The Netflix documentary “White Hot: The Rise & Fall of Abercrombie & Fitch” explores past discriminatory practices, which favored slim, white employees for the brand’s “All-American” image. A&F has since stated such practices wouldn’t be tolerated today; however, Fischetti’s been questioned about whether it’s appropriate to continue singing the lyric.

“The song’s not about Abercrombie & Fitch, it’s about 1999 summertime, good memories and two talented men who were gone too soon. We had no relationship with Abercrombie and, as three kids, we had no idea about ‘hiring practices’ in 1999. I would hope over the last 23 years, Abercrombie’s workplace environment has improved.

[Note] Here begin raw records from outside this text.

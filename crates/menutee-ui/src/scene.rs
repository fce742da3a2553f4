//! Frame driver for a set of menus sharing one stack.
//!
//! ```text
//! MenuScene::frame
//!   ├─ tick the clock (host time scale)
//!   ├─ run deferred tasks that are due
//!   └─ update menus: the top menu first, then closed menus; buried menus skip
//! ```

use std::cell::RefCell;
use std::rc::Rc;
use std::time::Duration;

use menutee_engine::core::HostControls;
use menutee_engine::time::{DeferredQueue, FrameClock, FrameTime};

use crate::focus::{FocusManager, SharedFocus};
use crate::hook::{HookHandle, MenuHook};
use crate::manager::{MenuHandle, MenuManager};
use crate::menu::{same_menu, MenuRef};
use crate::stack::{MenuStack, MenuStackSettings, SharedStack};

pub use crate::manager::SharedInput;

pub struct MenuScene {
    stack: SharedStack,
    focus: SharedFocus,
    input: SharedInput,
    menus: Vec<MenuHandle>,
    hooks: Vec<HookHandle>,
    clock: FrameClock,
    deferred: Rc<RefCell<DeferredQueue>>,
    started: bool,
}

impl MenuScene {
    pub fn new(settings: MenuStackSettings, host: impl HostControls + 'static, input: SharedInput) -> Self {
        Self {
            stack: MenuStack::new(settings, host).shared(),
            focus: FocusManager::new().shared(),
            input,
            menus: Vec::new(),
            hooks: Vec::new(),
            clock: FrameClock::new(),
            deferred: Rc::new(RefCell::new(DeferredQueue::new())),
            started: false,
        }
    }

    pub fn stack(&self) -> &SharedStack {
        &self.stack
    }

    pub fn focus(&self) -> &SharedFocus {
        &self.focus
    }

    pub fn input(&self) -> &SharedInput {
        &self.input
    }

    pub fn deferred(&self) -> &Rc<RefCell<DeferredQueue>> {
        &self.deferred
    }

    pub fn menus(&self) -> &[MenuHandle] {
        &self.menus
    }

    pub fn hooks(&self) -> &[HookHandle] {
        &self.hooks
    }

    pub fn menu(&self, name: &str) -> Option<&MenuHandle> {
        self.menus.iter().find(|m| m.borrow().name() == name)
    }

    // ── registration ──────────────────────────────────────────────────────

    /// Creates a menu wired to this scene's stack, focus and input.
    pub fn create_menu(&mut self, name: impl Into<String>) -> MenuHandle {
        let menu = MenuManager::new(name, self.focus.clone());
        self.add_menu(menu.clone());
        menu
    }

    /// Registers a menu built elsewhere and wires it to this scene. The
    /// menu keeps its own focus manager.
    pub fn add_menu(&mut self, menu: MenuHandle) {
        {
            let mut m = menu.borrow_mut();
            m.set_stack(&self.stack);
            m.set_input(self.input.clone());
        }
        if self.started {
            log::warn!("menu `{}` added after start; start it yourself", menu.borrow().name());
        }
        self.menus.push(menu);
    }

    pub fn add_hook(&mut self, hook: MenuHook) -> HookHandle {
        let hook = hook.shared();
        self.hooks.push(hook.clone());
        hook
    }

    // ── lifecycle ─────────────────────────────────────────────────────────

    /// Runs every menu's start checks. Menus that start open are pushed on
    /// the next frame so all of them finish starting first. Hooks marked
    /// `show_on_start` are pushed immediately.
    pub fn start(&mut self) {
        if self.started {
            log::warn!("menu scene started twice");
            return;
        }
        self.started = true;

        for menu in &self.menus {
            let opens = menu.borrow_mut().start();
            if opens {
                let menu = menu.clone();
                self.deferred.borrow_mut().next_frame(move || {
                    MenuManager::show_menu(&menu);
                });
            }
        }
        for hook in &self.hooks {
            let shows = hook.borrow().show_on_start;
            if shows {
                MenuHook::push_menu(hook, &self.stack);
            }
        }
        log::info!("menu scene started: {} menu(s), {} hook(s)", self.menus.len(), self.hooks.len());
    }

    /// Closes `menu` (which must be on top by then) after `frames` frames.
    pub fn close_menu_after_frames(&self, menu: MenuRef, frames: u64) {
        let stack = self.stack.clone();
        self.deferred.borrow_mut().after_frames(frames, move || {
            stack.borrow_mut().pop_and_close_menu(&menu);
        });
    }

    /// Closes `menu` after `seconds` of unscaled time.
    pub fn close_menu_after_seconds(&self, menu: MenuRef, seconds: f64) {
        let stack = self.stack.clone();
        self.deferred.borrow_mut().after_seconds(seconds, move || {
            stack.borrow_mut().pop_and_close_menu(&menu);
        });
    }

    /// One host frame on wall-clock time.
    pub fn frame(&mut self) -> FrameTime {
        let scale = self.stack.borrow().host().time_scale();
        let time = self.clock.tick(scale);
        self.process(&time);
        time
    }

    /// One host frame of exactly `dt`.
    pub fn frame_fixed(&mut self, dt: Duration) -> FrameTime {
        let scale = self.stack.borrow().host().time_scale();
        let time = self.clock.tick_fixed(dt, scale);
        self.process(&time);
        time
    }

    /// `true` once if any menu asked the host to quit since the last call.
    pub fn take_exit_request(&self) -> bool {
        self.menus.iter().fold(false, |any, m| m.borrow_mut().take_exit_request() || any)
    }

    fn process(&mut self, time: &FrameTime) {
        let due = self.deferred.borrow_mut().take_due(time);
        for task in due {
            task();
        }

        let top = self.stack.borrow().top();
        let is_top = |m: &MenuHandle| {
            let m: MenuRef = m.clone();
            top.as_ref().is_some_and(|t| same_menu(t, &m))
        };
        let is_stacked = |m: &MenuHandle| {
            let m: MenuRef = m.clone();
            self.stack.borrow().is_menu_in_stack(&m)
        };

        // The top menu sees input first so the toggle closes it rather than
        // opening some other menu. Menus buried at frame start get nothing.
        let mut order: Vec<MenuHandle> = self.menus.iter().filter(|&m| is_top(m)).cloned().collect();
        order.extend(self.menus.iter().filter(|&m| !is_top(m) && !is_stacked(m)).cloned());

        let mut toggle_free = true;
        for menu in &order {
            if MenuManager::update(menu, toggle_free) {
                toggle_free = false;
            }
        }
    }
}

#[cfg(test)]
mod tests {
    use super::*;
    use crate::config::{ButtonBuilder, MenuBuilder, PanelBuilder};
    use crate::generator::MenuGenerator;
    use menutee_engine::core::HostState;
    use menutee_engine::input::{InputSnapshot, ScriptedInput};

    const STEP: Duration = Duration::from_millis(16);

    fn scene() -> (MenuScene, Rc<RefCell<ScriptedInput>>) {
        let input = Rc::new(RefCell::new(ScriptedInput::new()));
        let scene = MenuScene::new(MenuStackSettings::default(), HostState::new(), input.clone());
        (scene, input)
    }

    fn add(scene: &mut MenuScene, name: &str, toggleable: bool) -> MenuHandle {
        let menu = scene.create_menu(name);
        let config = MenuBuilder::new(toggleable, true)
            .add_panel(PanelBuilder::new("main").add_widget(ButtonBuilder::new("ok")))
            .build()
            .unwrap();
        MenuGenerator::new().create_menu(&mut menu.borrow_mut(), config);
        menu
    }

    fn step(scene: &mut MenuScene, input: &Rc<RefCell<ScriptedInput>>, snapshot: InputSnapshot) {
        input.borrow_mut().set(snapshot);
        scene.frame_fixed(STEP);
    }

    #[test]
    fn starts_open_menu_waits_one_frame() {
        let (mut scene, input) = scene();
        let title = add(&mut scene, "title", false);
        scene.start();
        assert!(!title.borrow().is_active());
        step(&mut scene, &input, InputSnapshot::idle());
        assert!(title.borrow().is_active());
        assert_eq!(scene.stack().borrow().stack_size(), 1);
    }

    #[test]
    fn toggle_closes_top_menu_only() {
        let (mut scene, input) = scene();
        let pause = add(&mut scene, "pause", true);
        let inventory = add(&mut scene, "inventory", true);
        scene.start();

        step(&mut scene, &input, InputSnapshot::toggle());
        assert!(pause.borrow().is_active());
        assert!(!inventory.borrow().is_active());

        step(&mut scene, &input, InputSnapshot::toggle());
        assert!(!pause.borrow().is_active());
        assert!(!inventory.borrow().is_active());
        assert!(scene.stack().borrow().is_empty());
        assert_eq!(scene.stack().borrow().host().time_scale(), 1.0);
    }

    #[test]
    fn buried_menu_ignores_input() {
        let (mut scene, input) = scene();
        let pause = add(&mut scene, "pause", true);
        scene.start();
        step(&mut scene, &input, InputSnapshot::toggle());

        let dialog = scene.add_hook(MenuHook::new("dialog"));
        MenuHook::push_menu(&dialog, scene.stack());
        assert!(!pause.borrow().is_on_top());

        step(&mut scene, &input, InputSnapshot::toggle());
        assert!(pause.borrow().is_active());
        assert_eq!(scene.stack().borrow().stack_size(), 2);
    }

    #[test]
    fn hook_closes_after_delay() {
        let (mut scene, input) = scene();
        let splash = scene.add_hook(MenuHook::new("splash").show_on_start(true));
        scene.start();
        assert!(splash.borrow().is_visible());

        let menu: MenuRef = splash.clone();
        scene.close_menu_after_frames(menu, 3);
        step(&mut scene, &input, InputSnapshot::idle());
        step(&mut scene, &input, InputSnapshot::idle());
        assert!(splash.borrow().is_visible());
        step(&mut scene, &input, InputSnapshot::idle());
        assert!(!splash.borrow().is_visible());
        assert!(scene.stack().borrow().is_empty());
    }

    #[test]
    fn exit_request_surfaces_once() {
        let (mut scene, input) = scene();
        let menu = scene.create_menu("title");
        let ctl = menu.borrow().controller();
        let config = MenuBuilder::new(false, false)
            .add_panel(PanelBuilder::new("main").add_widget(ButtonBuilder::new("quit").on_press(move || ctl.request_exit())))
            .default_select_mode(crate::manager::DefaultSelectMode::Always)
            .build()
            .unwrap();
        MenuGenerator::new().create_menu(&mut menu.borrow_mut(), config);
        scene.start();
        step(&mut scene, &input, InputSnapshot::idle());
        step(&mut scene, &input, InputSnapshot::submit());
        assert!(scene.take_exit_request());
        assert!(!scene.take_exit_request());
    }

    #[test]
    fn menu_lookup_by_name() {
        let (mut scene, _) = scene();
        add(&mut scene, "pause", true);
        assert!(scene.menu("pause").is_some());
        assert!(scene.menu("nope").is_none());
    }
}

“It meant the same as when the Beach Boys sang, ‘I wish they all could be California girls,’” Fischetti adds about what the lyric represented. “The entire song was inspired by a girl Rich met in the summer and he mentioned lots about her besides the brand she wore.”

Yet that brand become synonymous with the song, which broke out “by accident” thanks to a Washington, D.C. program director stumbling upon the track and playing it. A Z100 host heard and then played the song on the influential station. “Then it was like wildfire,” Fischetti says.

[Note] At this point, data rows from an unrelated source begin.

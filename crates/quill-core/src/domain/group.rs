use chrono::{DateTime, Utc};
use serde::{Deserialize, Serialize};
use uuid::Uuid;

use crate::error::DomainError;

/// Group entity - a named, slug-addressed category grouping posts.
#[derive(Debug, Clone, Serialize, Deserialize)]
pub struct Group {
    pub id: Uuid,
    pub title: String,
    pub slug: String,
    pub description: String,
    pub created_at: DateTime<Utc>,
}

impl Group {
    /// Create a new group. The slug must be non-empty and URL-safe
    /// (`[a-z0-9-]`); uniqueness is enforced by the store.
    pub fn new(title: String, slug: String, description: String) -> Result<Self, DomainError> {
        if title.trim().is_empty() {
            return Err(DomainError::Validation("group title must not be empty".into()));
        }
        validate_slug(&slug)?;

        Ok(Self {
            id: Uuid::new_v4(),
            title,
            slug,
            description,
            created_at: Utc::now(),
        })
    }
}

fn validate_slug(slug: &str) -> Result<(), DomainError> {
    if slug.is_empty() {
        return Err(DomainError::Validation("slug must not be empty".into()));
    }
    if !slug
        .chars()
        .all(|c| c.is_ascii_lowercase() || c.is_ascii_digit() || c == '-')
    {
        return Err(DomainError::Validation(format!(
            "slug `{slug}` contains characters outside [a-z0-9-]"
        )));
    }
    Ok(())
}

#[cfg(test)]
mod tests {
    use super::*;

    #[test]
    fn slug_must_be_url_safe() {
        assert!(Group::new("Rust".into(), "rust-lang".into(), String::new()).is_ok());
        assert!(Group::new("Rust".into(), "Rust Lang".into(), String::new()).is_err());
        assert!(Group::new("Rust".into(), "rust/lang".into(), String::new()).is_err());
        assert!(Group::new("Rust".into(), String::new(), String::new()).is_err());
    }

    #[test]
    fn title_must_not_be_blank() {
        assert!(Group::new("  ".into(), "t1".into(), String::new()).is_err());
    }
}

“Summer Girls” topped the charts, but A&F wanted nothing to do with LFO.

“Lou Pearlman and Rich flew to Abercrombie headquarters and an executive said, ‘Your audience isn’t our audience,’” he says. “We explained we have 5,000 girls aged 18-plus at our shows every night wearing Abercrombie, but I don’t think they understood their audience.”

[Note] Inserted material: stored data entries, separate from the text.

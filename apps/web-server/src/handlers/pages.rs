//! Read-only pages: the feeds, group and profile listings, post detail.

use actix_web::{HttpResponse, web};
use askama::Template;
use uuid::Uuid;

use crate::middleware::auth::MaybeUser;
use crate::middleware::error::{AppError, AppResult};
use crate::state::AppState;
use crate::views::{self, CommentView, PageMeta, PostView};

#[derive(Template)]
#[template(path = "index.html")]
struct IndexTemplate {
    current_user: Option<String>,
    posts: Vec<PostView>,
    page: PageMeta,
}

/// GET /
pub async fn index(
    state: web::Data<AppState>,
    viewer: MaybeUser,
    query: web::Query<super::PageQuery>,
) -> AppResult<HttpResponse> {
    let page = state
        .posts
        .page_recent(query.request(state.posts_per_page))
        .await?;
    let posts = views::post_views(&state, &page.items).await?;

    views::render(&IndexTemplate {
        current_user: viewer.username(),
        posts,
        page: PageMeta::of(&page),
    })
}

#[derive(Template)]
#[template(path = "group_list.html")]
struct GroupTemplate {
    current_user: Option<String>,
    group_title: String,
    group_description: String,
    posts: Vec<PostView>,
    page: PageMeta,
}

/// GET /group/{slug}/
pub async fn group_posts(
    state: web::Data<AppState>,
    viewer: MaybeUser,
    slug: web::Path<String>,
    query: web::Query<super::PageQuery>,
) -> AppResult<HttpResponse> {
    let group = state
        .groups
        .find_by_slug(&slug)
        .await?
        .ok_or_else(|| AppError::NotFound(format!("group `{slug}`")))?;

    let page = state
        .posts
        .page_by_group(group.id, query.request(state.posts_per_page))
        .await?;
    let posts = views::post_views(&state, &page.items).await?;

    views::render(&GroupTemplate {
        current_user: viewer.username(),
        group_title: group.title,
        group_description: group.description,
        posts,
        page: PageMeta::of(&page),
    })
}

#[derive(Template)]
#[template(path = "profile.html")]
struct ProfileTemplate {
    current_user: Option<String>,
    author: String,
    posts_count: u64,
    following: bool,
    is_self: bool,
    posts: Vec<PostView>,
    page: PageMeta,
}

/// GET /profile/{username}/
pub async fn profile(
    state: web::Data<AppState>,
    viewer: MaybeUser,
    username: web::Path<String>,
    query: web::Query<super::PageQuery>,
) -> AppResult<HttpResponse> {
    let author = state
        .users
        .find_by_username(&username)
        .await?
        .ok_or_else(|| AppError::NotFound(format!("user `{username}`")))?;

    let page = state
        .posts
        .page_by_author(author.id, query.request(state.posts_per_page))
        .await?;
    let posts_count = state.posts.count_by_author(author.id).await?;
    let posts = views::post_views(&state, &page.items).await?;

    let is_self = viewer
        .0
        .as_ref()
        .is_some_and(|viewer| viewer.id == author.id);
    let following = match &viewer.0 {
        Some(viewer) if !is_self => state.follows.is_following(viewer.id, author.id).await?,
        _ => false,
    };

    views::render(&ProfileTemplate {
        current_user: viewer.username(),
        author: author.username,
        posts_count,
        following,
        is_self,
        posts,
        page: PageMeta::of(&page),
    })
}

#[derive(Template)]
#[template(path = "post_detail.html")]
struct PostDetailTemplate {
    current_user: Option<String>,
    post: PostView,
    posts_count: u64,
    comments: Vec<CommentView>,
}

/// GET /posts/{id}/
pub async fn post_detail(
    state: web::Data<AppState>,
    viewer: MaybeUser,
    id: web::Path<Uuid>,
) -> AppResult<HttpResponse> {
    let post = state
        .posts
        .find_by_id(*id)
        .await?
        .ok_or_else(|| AppError::NotFound(format!("post `{id}`")))?;

    let posts_count = state.posts.count_by_author(post.author_id).await?;
    let comments = state.comments.list_for_post(post.id).await?;
    let comments = views::comment_views(&state, &comments).await?;

    let mut post_views = views::post_views(&state, std::slice::from_ref(&post)).await?;
    let post = post_views
        .pop()
        .ok_or_else(|| AppError::Internal("post view resolution came back empty".into()))?;

    views::render(&PostDetailTemplate {
        current_user: viewer.username(),
        post,
        posts_count,
        comments,
    })
}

“Our audience was 100% diverse. We had fans from every ethnicity, and guys,” continues Fischetti, who’s unsure whether that diversity drove A&F’s reluctance to collaborate and says he wouldn’t consider working with A&F today.

Fischetti believes Lima would be “shaking his head” knowing one lyric has come under controversy. “There’s a plethora of songs with more controversial lyrics,” he says, adding that a cab driver once misheard the line as “I like girls with African fish”.

“Corporate America’s more accountable to people than 20 years ago, before people dug deeper into where their clothes are being made or food’s being sourced,” he adds. “But this song’s about keeping my friends’ memory alive, not honoring Abercrombie & Fitch.”

The track became pivotal for the band, who followed up with “Girl on TV,” released their debut album “LFO” and toured with Britney Spears. Fischetti says “Summer Girls” earned their label’s trust to continue writing their own music rather than recording “prototypical boy band songs.”

Resurrecting LFO following Cronin’s passing never occurred to Fischetti until 98 Degrees’ Jeff Timmons mentioned they were covering “Summer Girls” during their 2016 “My2K Tour.”

When Fischetti jokingly suggested a cameo, Timmons responded, “Pick a city.” Fischetti and Lima soon appeared at a Coney Island show, sending the crowd wild and prompting a booking agent to get the two touring together in 2017. While planning further dates, Lima was diagnosed with adrenal cancer.

“A year later, he was gone,” Fischetti says, pausing. “I went into a black hole… Through counseling, medical professionals, spiritual work, exercise and thinking about what Devin would want, I crawled out of that hole.”

Fischetti was soon invited to join the “Pop2000 Tour,” a nostalgia-fueled concert headlined by O-Town. Having “put LFO to bed,” he was hesitant, but the lineup felt natural given LFO’s tight bonds with O-Town (Jacob Underwood, Erik-Michael Estrada, Trevor Penick and Dan Miller) throughout the years.

“They feel the pain I feel,” says Fischetti. “O-Town are the closest I’ll ever be to having bandmates again. I’ve watched them with their routines, handshakes and hugs and sometimes it makes me cry because I miss that, but I also have that with them.”

Fischetti hangs shell-toe Adidas sneakers on the mic stand in honor of Cronin and Lima during the tour, which has new dates being announced in the coming days. He’s found healing in hearing LFO fans share what the group means to them, their memories of Cronin and Lima or how cancer has touched their lives.

“Sometimes, I think, ‘How did this happen? Did these two, beautiful, young souls really die?’” Fischetti says. “There’s times I just want to call them. Devin and I talked about being old men drinking beer on the porch together. Certain losses, you never get over. You learn to live through it.”